Virtualized POS — And Other Software Trends
Business Solutions, November 2009
By Mike Monocello
In a recent discussion on BSM's LinkedIn group, Don Gibson, VP of sales and marketing at Pippard, Inc., asked the question, "Can the efficiencies of virtualization be applied to POS?" The concept is simple. Change POS software from being locally installed and stored, to the cloud. Of course, hardware will still be required at the point of sale so your receipt printer, cash drawer, and bar code scanner sales shouldn't suffer. The difference may come with the PCs or all-in-ones you're selling. Of course, they'll still be needed, but if POS software virtualization takes off, the days of PC and all-in-one manufacturers one-upping one another on "bigger" and "faster" could be over — virtualized software requires significantly thinner hardware. As you can imagine, responses to the LinkedIn discussion have been very interesting and thought-provoking.
Victor Guzman, VP of sales and marketing at DataAge, believes that all mainstream software applications will move to a virtualized environment over time. "Virtualization or cloud computing makes sense for software companies because of the ease of deployment and maintenance of the product being used," he says. This means cost savings and higher profits for the developing company; therefore, you will see most applications moving in this direction. He thinks we should see a dramatic change over the next five years.

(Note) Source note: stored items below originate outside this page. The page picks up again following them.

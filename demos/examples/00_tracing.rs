use std::sync::Arc;

use bitacora::{NullRenderer, PeriodToken, PipelineController};
use bitacora_demos::common::{bitacora_for, get_preset, initial_state};
use tracing_subscriber::fmt::format::FmtSpan;

#[tokio::main]
async fn main() -> Result<(), Box<dyn std::error::Error>> {
    // Initialize a human-friendly tracing subscriber with env-based filtering.
    // Suggested: RUST_LOG=info,bitacora=trace,bitacora_sources=trace
    let _ = tracing_subscriber::fmt()
        .with_env_filter(tracing_subscriber::EnvFilter::from_default_env())
        .with_target(false)
        .with_span_events(FmtSpan::ENTER | FmtSpan::EXIT)
        .try_init();

    // Sources (mock in CI when BITACORA_DEMOS_USE_MOCK is set) and orchestrator
    let preset = get_preset("chile")?;
    let bitacora = Arc::new(bitacora_for(&preset)?);
    let controller = PipelineController::new(bitacora, Arc::new(NullRenderer))
        .with_state(initial_state(&preset))?;

    // Load, recompute, widen
    controller.load().await?;
    controller.set_mode(bitacora::DisplayMode::DeltaPct)?;
    controller.set_period(PeriodToken::Y1).await?;

    Ok(())
}
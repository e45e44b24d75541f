//! Boundary to the rendering layer.
//!
//! The pipeline never paints anything itself. It hands a finished
//! [`RenderFrame`] (or an [`ErrorNotice`]) to whatever implements [`Renderer`]:
//! a chart widget, a terminal table, or a recorder in tests.

use chrono::NaiveDate;

use bitacora_core::{BitacoraError, DisplayMode, PipelineState, Series, SeriesKey, SeriesMeta};

/// One registered series, ready to plot.
#[derive(Debug, Clone, PartialEq)]
pub struct RenderedSeries {
    /// Series key.
    pub key: SeriesKey,
    /// Legend label, color and unit.
    pub meta: SeriesMeta,
    /// Whether the series is active in the current state.
    pub visible: bool,
    /// Points to draw, in the applied lens. Empty when not visible.
    pub plotted: Series,
    /// Filled and windowed real values, for tooltips. Empty when not visible.
    pub real: Series,
    /// Lens actually applied; `Real` when a relative lens was degenerate.
    pub applied: DisplayMode,
    /// Base value of the relative lens, if one was applied.
    pub base: Option<f64>,
}

/// Everything a renderer needs to draw one state.
#[derive(Debug, Clone, PartialEq)]
pub struct RenderFrame {
    /// State this frame was computed for.
    pub state: PipelineState,
    /// First date of the window.
    pub cutoff: NaiveDate,
    /// Last date of the window.
    pub today: NaiveDate,
    /// Union of the plotted dates of every visible series.
    pub axis: Vec<NaiveDate>,
    /// Every registered series, in registration order.
    pub series: Vec<RenderedSeries>,
    /// Source failures and per-series problems that did not stop the render.
    pub warnings: Vec<BitacoraError>,
}

/// One line of a tooltip.
#[derive(Debug, Clone, PartialEq)]
pub struct TooltipRow {
    /// Series key.
    pub key: SeriesKey,
    /// Legend label.
    pub label: String,
    /// Legend color.
    pub color: String,
    /// Value in the applied lens.
    pub plotted: f64,
    /// Real value on the same date.
    pub real: f64,
}

impl RenderFrame {
    /// Rendered series for `key`.
    #[must_use]
    pub fn get(&self, key: SeriesKey) -> Option<&RenderedSeries> {
        self.series.iter().find(|s| s.key == key)
    }

    /// Visible series, in registration order.
    pub fn visible(&self) -> impl Iterator<Item = &RenderedSeries> {
        self.series.iter().filter(|s| s.visible)
    }

    /// Real value of `key` on `date`, if the series is visible and has a point there.
    #[must_use]
    pub fn value_at(&self, key: SeriesKey, date: NaiveDate) -> Option<f64> {
        self.get(key)
            .filter(|s| s.visible)
            .and_then(|s| s.real.value_at(date))
    }

    /// Tooltip rows for `date`: every visible series with a point on that date.
    #[must_use]
    pub fn tooltip(&self, date: NaiveDate) -> Vec<TooltipRow> {
        self.visible()
            .filter_map(|s| {
                let plotted = s.plotted.value_at(date)?;
                let real = s.real.value_at(date)?;
                Some(TooltipRow {
                    key: s.key,
                    label: s.meta.label.clone(),
                    color: s.meta.color.clone(),
                    plotted,
                    real,
                })
            })
            .collect()
    }

    /// Returns true if nothing is plotted.
    #[must_use]
    pub fn is_blank(&self) -> bool {
        self.visible().all(|s| s.plotted.is_empty())
    }
}

/// What the renderer shows in place of the chart when a load or recompute fails.
#[derive(Debug, Clone, PartialEq)]
pub struct ErrorNotice {
    /// User-facing message.
    pub message: String,
    /// Whether a retry may help.
    pub retryable: bool,
    /// The underlying error.
    pub error: BitacoraError,
    /// State that failed.
    pub state: PipelineState,
}

impl ErrorNotice {
    /// Build a notice from an error and the state that produced it.
    #[must_use]
    pub fn new(error: BitacoraError, state: PipelineState) -> Self {
        Self {
            message: error.user_message(),
            retryable: error.is_retryable(),
            error,
            state,
        }
    }
}

/// Rendering layer driven by the controller.
///
/// Calls are made outside any controller lock, so implementations may query
/// the controller from inside a callback.
pub trait Renderer: Send + Sync {
    /// A load started. Default: do nothing.
    fn loading(&self, _state: &PipelineState) {}

    /// A new frame is ready.
    fn publish(&self, frame: &RenderFrame);

    /// The current state could not be rendered.
    fn error(&self, notice: &ErrorNotice);
}

/// Renderer that ignores everything. Useful when driving the controller
/// purely for its frames.
#[derive(Debug, Clone, Copy, Default)]
pub struct NullRenderer;

impl Renderer for NullRenderer {
    fn publish(&self, _frame: &RenderFrame) {}

    fn error(&self, _notice: &ErrorNotice) {}
}
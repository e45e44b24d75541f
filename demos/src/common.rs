use std::sync::Arc;

use bitacora::{Bitacora, BitacoraError, ErrorNotice, RenderFrame, Renderer, SeriesKey};
use bitacora_core::{PipelineState, SeriesSource};
use bitacora_mock::MockSource;
use bitacora_sources::{
    HttpFetch, Preset, RealAdapter, chile_home, chile_tradfi, commodities, global_indices,
};

/// Returns true when demos should run against deterministic fixtures.
#[must_use]
pub fn use_mock() -> bool {
    std::env::var("BITACORA_DEMOS_USE_MOCK").is_ok()
}

// Fixture code behind each preset key.
fn mock_code(key: SeriesKey) -> &'static str {
    match key.as_str() {
        "usd" => "dolar",
        "ipsa" => "ech.us",
        "spy" => "spy.us",
        "ewg" => "ewg.us",
        "ewj" => "ewj.us",
        "gold" => "gld.us",
        "silver" => "slv.us",
        "copper" => "copx.us",
        "lithium" => "alb.us",
        other => other,
    }
}

/// Look up a dashboard by name (`chile`, `home`, `global`, `commodities`).
///
/// With `BITACORA_DEMOS_USE_MOCK` set, every live feed is swapped for the
/// matching fixture.
///
/// # Errors
/// Returns `InvalidArg` for an unknown dashboard name.
pub fn get_preset(name: &str) -> Result<Preset, BitacoraError> {
    let adapter: Arc<dyn HttpFetch> = Arc::new(RealAdapter::default());
    let mut preset = match name {
        "chile" => chile_tradfi(&adapter),
        "home" => chile_home(&adapter),
        "global" => global_indices(&adapter),
        "commodities" => commodities(&adapter),
        other => {
            return Err(BitacoraError::InvalidArg(format!(
                "unknown dashboard '{other}'"
            )));
        }
    };
    if use_mock() {
        println!("--- (Using Mock Sources for CI) ---");
        for s in &mut preset.series {
            s.source = Arc::new(MockSource::new(mock_code(s.key))) as Arc<dyn SeriesSource>;
        }
    }
    Ok(preset)
}

/// Build an orchestrator with every series of `preset` registered in legend
/// order, using the preset's alignment and granularity.
///
/// # Errors
/// Propagates builder validation errors.
pub fn bitacora_for(preset: &Preset) -> Result<Bitacora, BitacoraError> {
    preset
        .series
        .iter()
        .fold(Bitacora::builder(), |b, s| {
            b.with_source(s.key, s.meta.clone(), Arc::clone(&s.source))
        })
        .alignment(preset.alignment)
        .granularity(preset.granularity)
        .build()
}

/// Initial state of a dashboard: every series active, its default window and lens.
#[must_use]
pub fn initial_state(preset: &Preset) -> PipelineState {
    PipelineState::new(
        preset.series.iter().map(|s| s.key),
        preset.default_period,
        preset.default_mode,
    )
}

/// Renderer that prints a compact table to stdout.
#[derive(Debug, Default)]
pub struct TableRenderer;

impl Renderer for TableRenderer {
    fn loading(&self, state: &PipelineState) {
        println!("loading {} ({})...", state.period, state.mode);
    }

    fn publish(&self, frame: &RenderFrame) {
        println!(
            "\n## {} .. {} | {} | {} dates",
            frame.cutoff,
            frame.today,
            frame.state.mode,
            frame.axis.len()
        );
        println!("{:<18} | {:>12} | {:>12} | {:>6}", "Series", "First", "Last", "Points");
        println!("{:-<19}|{:-<14}|{:-<14}|{:-<7}", "", "", "", "");
        for s in frame.visible() {
            let first = s.plotted.first().map_or(f64::NAN, |p| p.value);
            let last = s.plotted.last().map_or(f64::NAN, |p| p.value);
            println!(
                "{:<18} | {:>12.2} | {:>12.2} | {:>6}",
                s.meta.label,
                first,
                last,
                s.plotted.len()
            );
        }
        for w in &frame.warnings {
            println!("warning: {}", w.user_message());
        }
    }

    fn error(&self, notice: &ErrorNotice) {
        let hint = if notice.retryable { " (retry may help)" } else { "" };
        println!("error: {}{hint}", notice.message);
    }
}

Chester Ritchie, EVP sales and marketing at CAM Commerce Solutions, agrees. "I believe we are at the very beginning of SaaS [Software as a Service] for POS," he adds. "Today, small companies are implementing it as a way to reduce start-up costs. However, lack of security, reliability, and feature sets are still factors keeping larger and medium- sized retailers from virtualizing POS right now."

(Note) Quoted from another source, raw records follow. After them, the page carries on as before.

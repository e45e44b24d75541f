use std::collections::HashSet;
use std::sync::Arc;
use std::time::Duration;

use bitacora_core::{
    Alignment, BitacoraConfig, BitacoraError, FailurePolicy, Granularity, SeriesKey, SeriesMeta,
    SeriesSource,
};
use chrono::{NaiveDate, Utc};

/// Source of "today" for period cutoffs.
pub trait Clock: Send + Sync {
    /// Current calendar date (UTC).
    fn today(&self) -> NaiveDate;
}

/// Wall clock, UTC calendar date.
#[derive(Debug, Clone, Copy, Default)]
pub struct SystemClock;

impl Clock for SystemClock {
    fn today(&self) -> NaiveDate {
        Utc::now().date_naive()
    }
}

/// Clock pinned to a fixed date. Useful for reproducible windows.
#[derive(Debug, Clone, Copy)]
pub struct FixedClock(pub NaiveDate);

impl Clock for FixedClock {
    fn today(&self) -> NaiveDate {
        self.0
    }
}

/// A registered series: key, display metadata and the feed behind it.
#[derive(Clone)]
pub struct SourceEntry {
    /// Key the series is addressed by.
    pub key: SeriesKey,
    /// Legend label, color and unit.
    pub meta: SeriesMeta,
    /// Upstream feed.
    pub source: Arc<dyn SeriesSource>,
}

impl std::fmt::Debug for SourceEntry {
    fn fmt(&self, f: &mut std::fmt::Formatter<'_>) -> std::fmt::Result {
        f.debug_struct("SourceEntry")
            .field("key", &self.key)
            .field("meta", &self.meta)
            .field("source", &self.source.name())
            .finish()
    }
}

/// Orchestrator that fetches every registered series and runs the alignment pipeline.
pub struct Bitacora {
    pub(crate) entries: Vec<SourceEntry>,
    pub(crate) cfg: BitacoraConfig,
    pub(crate) clock: Arc<dyn Clock>,
}

/// Builder for constructing a `Bitacora` orchestrator with custom configuration.
pub struct BitacoraBuilder {
    entries: Vec<SourceEntry>,
    cfg: BitacoraConfig,
    clock: Arc<dyn Clock>,
}

impl Default for BitacoraBuilder {
    fn default() -> Self {
        Self::new()
    }
}

impl BitacoraBuilder {
    /// Create a new builder with defaults.
    ///
    /// Starts with no sources, degrade-per-source failure handling, union
    /// alignment, a two day fill bound, a 30s per-source timeout and the
    /// system clock.
    #[must_use]
    pub fn new() -> Self {
        Self {
            entries: vec![],
            cfg: BitacoraConfig::default(),
            clock: Arc::new(SystemClock),
        }
    }

    /// Register a series.
    ///
    /// Registration order is the order series appear in rendered frames.
    /// Keys must be unique; duplicates are rejected by [`build`](Self::build).
    #[must_use]
    pub fn with_source(
        mut self,
        key: SeriesKey,
        meta: SeriesMeta,
        source: Arc<dyn SeriesSource>,
    ) -> Self {
        self.entries.push(SourceEntry { key, meta, source });
        self
    }

    /// Register a prepared entry.
    #[must_use]
    pub fn with_entry(mut self, entry: SourceEntry) -> Self {
        self.entries.push(entry);
        self
    }

    /// Longest run of missing calendar days forward fill will close.
    ///
    /// A gap of `d` days between consecutive points is filled when
    /// `1 < d <= max_gap_days + 1`.
    #[must_use]
    pub const fn max_gap_days(mut self, days: u32) -> Self {
        self.cfg.max_gap_days = days;
        self
    }

    /// Set the per-source fetch timeout.
    ///
    /// Each source gets its own timer; one slow feed never cancels its siblings.
    #[must_use]
    pub const fn source_timeout(mut self, timeout: Duration) -> Self {
        self.cfg.source_timeout = timeout;
        self
    }

    /// Set an overall deadline for the whole fetch step.
    ///
    /// When exceeded the load fails with `RequestTimeout`.
    #[must_use]
    pub const fn request_timeout(mut self, timeout: Duration) -> Self {
        self.cfg.request_timeout = Some(timeout);
        self
    }

    /// Select partial-failure handling.
    ///
    /// - `Degrade`: failed sources become empty series plus a warning; the load
    ///   fails only when every source failed.
    /// - `AllOrNothing`: any failed source fails the load.
    #[must_use]
    pub const fn failure_policy(mut self, policy: FailurePolicy) -> Self {
        self.cfg.failure_policy = policy;
        self
    }

    /// Select how the shared date axis is built.
    #[must_use]
    pub const fn alignment(mut self, alignment: Alignment) -> Self {
        self.cfg.alignment = alignment;
        self
    }

    /// Sampling step applied to raw series before alignment.
    #[must_use]
    pub const fn granularity(mut self, granularity: Granularity) -> Self {
        self.cfg.granularity = granularity;
        self
    }

    /// Length of the `All` window, in years.
    #[must_use]
    pub const fn all_horizon_years(mut self, years: u32) -> Self {
        self.cfg.all_horizon_years = years;
        self
    }

    /// Replace the whole configuration.
    #[must_use]
    pub fn config(mut self, cfg: BitacoraConfig) -> Self {
        self.cfg = cfg;
        self
    }

    /// Override the clock used to compute period cutoffs.
    #[must_use]
    pub fn clock(mut self, clock: Arc<dyn Clock>) -> Self {
        self.clock = clock;
        self
    }

    /// Build the `Bitacora` orchestrator.
    ///
    /// # Errors
    /// Returns `InvalidArg` if no sources are registered, a key is registered
    /// twice, the `All` horizon is zero, or a timeout is zero.
    pub fn build(self) -> Result<Bitacora, BitacoraError> {
        if self.entries.is_empty() {
            return Err(BitacoraError::InvalidArg(
                "no sources registered; add at least one via with_source(...)".to_string(),
            ));
        }
        let mut seen: HashSet<SeriesKey> = HashSet::new();
        for e in &self.entries {
            if !seen.insert(e.key) {
                return Err(BitacoraError::InvalidArg(format!(
                    "series key '{}' registered more than once",
                    e.key
                )));
            }
        }
        if self.cfg.all_horizon_years == 0 {
            return Err(BitacoraError::InvalidArg(
                "all_horizon_years must be at least 1".to_string(),
            ));
        }
        if self.cfg.source_timeout.is_zero() || self.cfg.request_timeout.is_some_and(|t| t.is_zero())
        {
            return Err(BitacoraError::InvalidArg(
                "timeouts must be greater than zero".to_string(),
            ));
        }

        Ok(Bitacora {
            entries: self.entries,
            cfg: self.cfg,
            clock: self.clock,
        })
    }
}

/// Re-tag a source error with the registered series key.
///
/// Source-level failures keep their kind; anything else a source reports is
/// folded into `SourceUnavailable`.
pub fn tag_err(key: SeriesKey, e: BitacoraError) -> BitacoraError {
    match e {
        BitacoraError::SourceUnavailable { msg, .. } => BitacoraError::unavailable(key.as_str(), msg),
        BitacoraError::MalformedPayload { msg, .. } => BitacoraError::malformed(key.as_str(), msg),
        BitacoraError::SourceTimeout { timeout_ms, .. } => BitacoraError::SourceTimeout {
            series: key.to_string(),
            timeout_ms,
        },
        other => BitacoraError::unavailable(key.as_str(), other.to_string()),
    }
}

/// Apply an optional overall deadline to a future.
///
/// # Errors
/// Returns `RequestTimeout` when the deadline expires first.
pub(crate) async fn with_request_deadline<F, T>(
    deadline: Option<Duration>,
    fut: F,
) -> Result<T, BitacoraError>
where
    F: core::future::Future<Output = T>,
{
    match deadline {
        Some(d) => tokio::time::timeout(d, fut)
            .await
            .map_err(|_| BitacoraError::RequestTimeout),
        None => Ok(fut.await),
    }
}

impl Bitacora {
    /// Wrap a source future with a timeout and standardized timeout error mapping.
    #[cfg_attr(
        feature = "tracing",
        tracing::instrument(
            name = "bitacora::core::source_call_with_timeout",
            skip(fut),
            fields(
                series = %key,
                source = source_name,
                timeout_ms = u64::try_from(timeout.as_millis()).unwrap_or(u64::MAX),
            ),
        )
    )]
    pub(crate) async fn source_call_with_timeout<T, Fut>(
        key: SeriesKey,
        source_name: &'static str,
        timeout: Duration,
        fut: Fut,
    ) -> Result<T, BitacoraError>
    where
        Fut: core::future::Future<Output = Result<T, BitacoraError>>,
    {
        match tokio::time::timeout(timeout, fut).await {
            Ok(res) => res.map_err(|e| tag_err(key, e)),
            Err(_) => Err(BitacoraError::source_timeout(key.as_str(), timeout)),
        }
    }

    /// Start building a new `Bitacora` instance.
    ///
    /// ```rust,ignore
    /// use std::sync::Arc;
    /// use bitacora::{Bitacora, SeriesKey, SeriesMeta};
    /// use bitacora_mock::MockSource;
    ///
    /// let bitacora = Bitacora::builder()
    ///     .with_source(SeriesKey::new("uf"), SeriesMeta::new("UF", "#63b3ed"), Arc::new(MockSource::new("uf")))
    ///     .with_source(SeriesKey::new("usd"), SeriesMeta::new("USD/CLP", "#f6ad55"), Arc::new(MockSource::new("dolar")))
    ///     .max_gap_days(2)
    ///     .build()?;
    /// ```
    #[must_use]
    pub fn builder() -> BitacoraBuilder {
        BitacoraBuilder::new()
    }

    /// Registered series in registration order.
    #[must_use]
    pub fn entries(&self) -> &[SourceEntry] {
        &self.entries
    }

    /// Registered keys in registration order.
    pub fn keys(&self) -> impl Iterator<Item = SeriesKey> + '_ {
        self.entries.iter().map(|e| e.key)
    }

    /// Returns true if `key` is registered.
    #[must_use]
    pub fn has_key(&self, key: SeriesKey) -> bool {
        self.entries.iter().any(|e| e.key == key)
    }

    /// Metadata registered for `key`.
    #[must_use]
    pub fn meta(&self, key: SeriesKey) -> Option<&SeriesMeta> {
        self.entries.iter().find(|e| e.key == key).map(|e| &e.meta)
    }

    /// Active configuration.
    #[must_use]
    pub const fn config(&self) -> &BitacoraConfig {
        &self.cfg
    }

    /// Today's date according to the configured clock.
    #[must_use]
    pub fn today(&self) -> NaiveDate {
        self.clock.today()
    }

    /// Reject keys that were never registered.
    pub(crate) fn check_key(&self, key: SeriesKey) -> Result<(), BitacoraError> {
        if self.has_key(key) {
            Ok(())
        } else {
            Err(BitacoraError::InvalidArg(format!("unknown series key '{key}'")))
        }
    }
}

Ron Gillies, distribution channel manager for Intuit, adds that real-time inventory management and maximization, as well as the ability to monitor and react to customer trends, will all be enhanced by virtualization.
What Does Virtualized POS Mean To You?
Guzman says POS dealers will have easier setup and installations because customers can be up and running with an Internet connection and data terminal. "The traditional small business will benefit from minimized downtime and corruption of mission-critical applications," he says. Ritchie adds, "Many times POS dealers will not have to go on-site to install virtualized POS devices. Since they standardized upon a web browser platform, compatibility is no longer an issue.
Virtualized POS companies today also standardize on very few POS hardware peripherals so this continues to reduce the need for on-site technical time."
Finally, Gillies says that virtualization is a way for VARs to grow their business by providing products and services to the retailer that clearly improve the efficiencies and profitability of that retailer. In addition, many of the solutions are services that allow the dealer to make an initial profit as well as enjoy an ongoing revenue stream for the life of the customer.
Despite the many benefits of virtualized POS software, there are some negatives you should be aware of. Michael S. Gebb, president of Specialized Business Solutions/Keystroke POS Software, warns that, depending on the form of virtualization and how the product and service are delivered, the role of the POS VAR as "trusted advisor" could be significantly diminished. "Dealers who embrace the virtualized software model and make the necessary changes in how they do business may begin to lose some of the personal involvement and face-to-face contact they now have with their customers," he says.
Guzman says the negative effects to a POS VAR would be fewer hardware sales and/or less expensive hardware being sold to the end user. On top of that, it will be necessary for POS VARs to grasp this new paradigm, reinvent themselves, and be more adept in areas of return on investments and the overall impact of virtual solutions to the bottom line. Ritchie adds, "With virtualized software, the time horizon to profitability for a dealer is extended significantly since their sales model changes from an upfront sale to an annuity sale. The lack of staying power on the part of the customer is also a risk to the dealer because the customer may dump the solution at any time, and the dealer will never realize the entire benefit of the sale." He continues by saying that this lack of loyalty is commonplace within the SaaS industry. Regardless of the current pros and cons of virtualized software, it's something you definitely want to keep an eye on.
Retail Customer-Centric Trends
A more immediate trend and opportunity centers on payment processing. Indeed, Gebb says many of his VARs are reporting that retailers are increasingly asking for features such as the ability to use multiple merchant accounts, capture and use of the customer name off credit cards, and support for flexible spending account rules. Gillies adds that retailers are demanding more and more customer management capabilities, allowing them to track key customer trends, stay in touch with their customers, and provide better service. "It's all about boosting the retailer's bottom line, and the way to do this is to keep a close pulse on their customers," Gillies says.
"Another area gaining popularity is customer-facing displays," Gebb continues. "We believe this is partially due to trends in state laws to require retailers to display certain information to the customer at the POS. While a simple pole display can suffice, retailers are finding they can now put in a full color LCD display for about the same cost." Of course, he says the POS software needs to be capable of displaying the POS information differently on a full screen than on a one- or two-line pole display. How does this relate to digital signage? "We hear a lot in the industry about digital signage, but most such products on the market are for stand-alone applications as opposed to being integrated with the POS," Gebb concludes.